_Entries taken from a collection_
//! Timer Thread
//!
//! A single background thread owning a min-heap of deadlines. `sleep` and
//! timeouts register a callback here; the thread fires it once the deadline
//! passes. Cancelling removes the callback and leaves the heap entry to be
//! skipped when it surfaces.
//!
//! Callbacks run on the timer thread outside the state lock. They are
//! expected to be short: resuming a fiber only pushes it onto a run queue.

use std::cmp::Ordering;
use std::collections::{BinaryHeap, HashMap};
use std::sync::Arc;
use std::thread::{self, JoinHandle};
use std::time::Instant;

use parking_lot::{Condvar, Mutex};
use tracing::debug;

type Callback = Box<dyn FnOnce() + Send>;

/// Handle to a scheduled callback.
#[derive(Debug, Clone, Copy, PartialEq, Eq, Hash)]
pub(crate) struct TimerKey(u64);

struct Entry {
    deadline: Instant,
    key: u64,
}

impl PartialEq for Entry {
    fn eq(&self, other: &Self) -> bool {
        self.deadline == other.deadline && self.key == other.key
    }
}

impl Eq for Entry {}

impl PartialOrd for Entry {
    fn partial_cmp(&self, other: &Self) -> Option<Ordering> {
        Some(self.cmp(other))
    }
}

impl Ord for Entry {
    // Reversed so the earliest deadline sits at the top of the max-heap.
    fn cmp(&self, other: &Self) -> Ordering {
        other
            .deadline
            .cmp(&self.deadline)
            .then_with(|| other.key.cmp(&self.key))
    }
}

#[derive(Default)]
struct TimerState {
    heap: BinaryHeap<Entry>,
    callbacks: HashMap<u64, Callback>,
    next_key: u64,
    shutdown: bool,
}

struct TimerShared {
    state: Mutex<TimerState>,
    wakeup: Condvar,
}

/// Cloneable handle for scheduling and cancelling callbacks.
#[derive(Clone)]
pub(crate) struct TimerHandle {
    shared: Arc<TimerShared>,
}

impl TimerHandle {
    /// Run `callback` on the timer thread once `deadline` has passed.
    pub(crate) fn schedule(&self, deadline: Instant, callback: Callback) -> TimerKey {
        let mut state = self.shared.state.lock();
        let key = state.next_key;
        state.next_key += 1;
        if state.shutdown {
            // Dropping the callback leaves the waiter to be abandoned at shutdown.
            return TimerKey(key);
        }
        let earliest = state
            .heap
            .peek()
            .map_or(true, |top| deadline < top.deadline);
        state.heap.push(Entry { deadline, key });
        state.callbacks.insert(key, callback);
        drop(state);
        if earliest {
            self.shared.wakeup.notify_one();
        }
        TimerKey(key)
    }

    /// Cancel a pending callback. Returns false if it already fired.
    pub(crate) fn cancel(&self, key: TimerKey) -> bool {
        self.shared.state.lock().callbacks.remove(&key.0).is_some()
    }

    /// Number of callbacks still waiting to fire.
    pub(crate) fn pending(&self) -> usize {
        self.shared.state.lock().callbacks.len()
    }
}

/// Owner of the timer thread.
pub(crate) struct Timer {
    handle: TimerHandle,
    thread: Mutex<Option<JoinHandle<()>>>,
}

impl Timer {
    /// Start the timer thread.
    pub(crate) fn start() -> std::io::Result<Self> {
        let shared = Arc::new(TimerShared {
            state: Mutex::new(TimerState::default()),
            wakeup: Condvar::new(),
        });
        let worker = Arc::clone(&shared);
        let dispatch = tracing::dispatcher::get_default(Clone::clone);
        let thread = thread::Builder::new()
            .name("skein-timer".into())
            .spawn(move || tracing::dispatcher::with_default(&dispatch, || run(&worker)))?;
        Ok(Self {
            handle: TimerHandle { shared },
            thread: Mutex::new(Some(thread)),
        })
    }

    pub(crate) fn handle(&self) -> &TimerHandle {
        &self.handle
    }

    /// Stop the thread. Callbacks that have not fired are dropped.
    pub(crate) fn shutdown(&self) {
        let dropped = {
            let mut state = self.handle.shared.state.lock();
            state.shutdown = true;
            state.heap.clear();
            std::mem::take(&mut state.callbacks)
        };
        self.handle.shared.wakeup.notify_all();
        drop(dropped);
        if let Some(thread) = self.thread.lock().take() {
            if thread.thread().id() != thread::current().id() {
                let _ = thread.join();
            }
        }
    }
}

fn run(shared: &TimerShared) {
    debug!("timer thread started");
    let mut state = shared.state.lock();
    loop {
        if state.shutdown {
            break;
        }
        let now = Instant::now();
        let mut due = Vec::new();
        while let Some(top) = state.heap.peek() {
            if top.deadline > now {
                break;
            }
            let key = top.key;
            state.heap.pop();
            if let Some(callback) = state.callbacks.remove(&key) {
                due.push(callback);
            }
        }
        if !due.is_empty() {
            drop(state);
            for callback in due {
                callback();
            }
            state = shared.state.lock();
            continue;
        }
        match state.heap.peek().map(|top| top.deadline) {
            Some(deadline) => {
                shared.wakeup.wait_until(&mut state, deadline);
            }
            None => shared.wakeup.wait(&mut state),
        }
    }
    debug!("timer thread stopped");
}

_Instructions for the task_
Gather all lines with the string "true" from the data.

_Your response_
            .map_or(true, |top| deadline < top.deadline);
            state.shutdown = true;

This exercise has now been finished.